*THE PROBLEM*. The required result is a copy of each line below in which "connections" appears.

*EXCERPTED RECORDS*.
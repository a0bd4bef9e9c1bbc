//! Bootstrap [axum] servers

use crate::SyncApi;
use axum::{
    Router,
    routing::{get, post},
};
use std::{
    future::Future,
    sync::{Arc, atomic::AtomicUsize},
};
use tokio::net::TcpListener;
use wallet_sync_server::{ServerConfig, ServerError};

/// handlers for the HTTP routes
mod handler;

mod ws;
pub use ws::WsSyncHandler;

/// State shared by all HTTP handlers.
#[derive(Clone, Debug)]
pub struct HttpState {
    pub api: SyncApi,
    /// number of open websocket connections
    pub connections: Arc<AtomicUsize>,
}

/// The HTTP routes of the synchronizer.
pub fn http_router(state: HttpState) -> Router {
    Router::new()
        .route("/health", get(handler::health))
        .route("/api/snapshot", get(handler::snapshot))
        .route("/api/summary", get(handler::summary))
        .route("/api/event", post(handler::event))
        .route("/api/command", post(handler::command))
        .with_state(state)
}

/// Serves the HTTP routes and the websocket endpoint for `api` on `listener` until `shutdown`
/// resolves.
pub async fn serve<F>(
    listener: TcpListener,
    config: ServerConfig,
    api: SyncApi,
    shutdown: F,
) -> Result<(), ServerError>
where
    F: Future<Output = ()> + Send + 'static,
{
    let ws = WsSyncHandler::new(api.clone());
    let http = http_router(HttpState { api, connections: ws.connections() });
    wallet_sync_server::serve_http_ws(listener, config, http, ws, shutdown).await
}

==

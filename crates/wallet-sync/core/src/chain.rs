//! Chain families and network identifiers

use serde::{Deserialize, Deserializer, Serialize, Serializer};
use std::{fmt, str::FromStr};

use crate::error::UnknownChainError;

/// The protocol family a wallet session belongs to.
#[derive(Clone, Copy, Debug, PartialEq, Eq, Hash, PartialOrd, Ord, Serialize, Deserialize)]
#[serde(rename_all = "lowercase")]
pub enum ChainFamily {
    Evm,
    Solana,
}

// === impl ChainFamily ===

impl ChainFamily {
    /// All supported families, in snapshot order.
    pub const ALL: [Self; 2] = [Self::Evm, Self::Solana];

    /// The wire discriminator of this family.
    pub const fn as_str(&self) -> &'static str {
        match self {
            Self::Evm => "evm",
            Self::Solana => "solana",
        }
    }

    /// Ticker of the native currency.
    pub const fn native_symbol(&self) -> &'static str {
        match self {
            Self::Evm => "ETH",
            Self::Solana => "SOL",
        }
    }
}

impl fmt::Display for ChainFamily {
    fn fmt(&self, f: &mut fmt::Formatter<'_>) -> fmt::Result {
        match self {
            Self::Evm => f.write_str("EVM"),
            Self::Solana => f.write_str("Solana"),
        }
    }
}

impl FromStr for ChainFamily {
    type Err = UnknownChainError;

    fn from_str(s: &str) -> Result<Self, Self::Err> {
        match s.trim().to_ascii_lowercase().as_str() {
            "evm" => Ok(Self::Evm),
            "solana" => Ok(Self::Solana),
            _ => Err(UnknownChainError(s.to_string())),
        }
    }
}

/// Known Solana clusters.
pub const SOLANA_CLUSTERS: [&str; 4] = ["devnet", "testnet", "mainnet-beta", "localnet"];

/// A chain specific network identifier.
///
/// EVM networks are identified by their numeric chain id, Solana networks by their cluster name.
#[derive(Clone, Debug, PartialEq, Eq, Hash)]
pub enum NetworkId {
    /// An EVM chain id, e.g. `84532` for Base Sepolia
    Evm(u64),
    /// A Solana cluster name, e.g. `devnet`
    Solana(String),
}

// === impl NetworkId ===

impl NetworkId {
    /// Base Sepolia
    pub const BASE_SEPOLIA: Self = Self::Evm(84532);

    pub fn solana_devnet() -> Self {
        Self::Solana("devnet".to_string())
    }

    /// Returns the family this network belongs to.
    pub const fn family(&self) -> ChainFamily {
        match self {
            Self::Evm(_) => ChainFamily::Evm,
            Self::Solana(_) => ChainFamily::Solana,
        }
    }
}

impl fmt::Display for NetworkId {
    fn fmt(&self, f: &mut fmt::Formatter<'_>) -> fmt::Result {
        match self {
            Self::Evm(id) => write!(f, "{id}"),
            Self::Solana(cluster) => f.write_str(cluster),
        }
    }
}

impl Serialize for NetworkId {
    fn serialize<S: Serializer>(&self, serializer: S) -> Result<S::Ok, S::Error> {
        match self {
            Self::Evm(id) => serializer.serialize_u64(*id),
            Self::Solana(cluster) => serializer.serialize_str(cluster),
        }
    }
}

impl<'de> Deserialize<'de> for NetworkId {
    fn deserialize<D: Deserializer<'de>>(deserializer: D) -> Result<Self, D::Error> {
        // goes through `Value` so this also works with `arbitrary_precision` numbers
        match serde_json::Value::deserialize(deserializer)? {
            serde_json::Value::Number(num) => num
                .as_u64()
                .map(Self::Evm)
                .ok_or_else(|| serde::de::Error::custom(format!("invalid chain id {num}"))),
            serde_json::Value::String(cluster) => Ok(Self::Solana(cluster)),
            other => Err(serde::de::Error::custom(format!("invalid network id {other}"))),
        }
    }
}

*ANSWER SPACE*.
    /// number of open websocket connections
    pub connections: Arc<AtomicUsize>,
    let http = http_router(HttpState { api, connections: ws.connections() });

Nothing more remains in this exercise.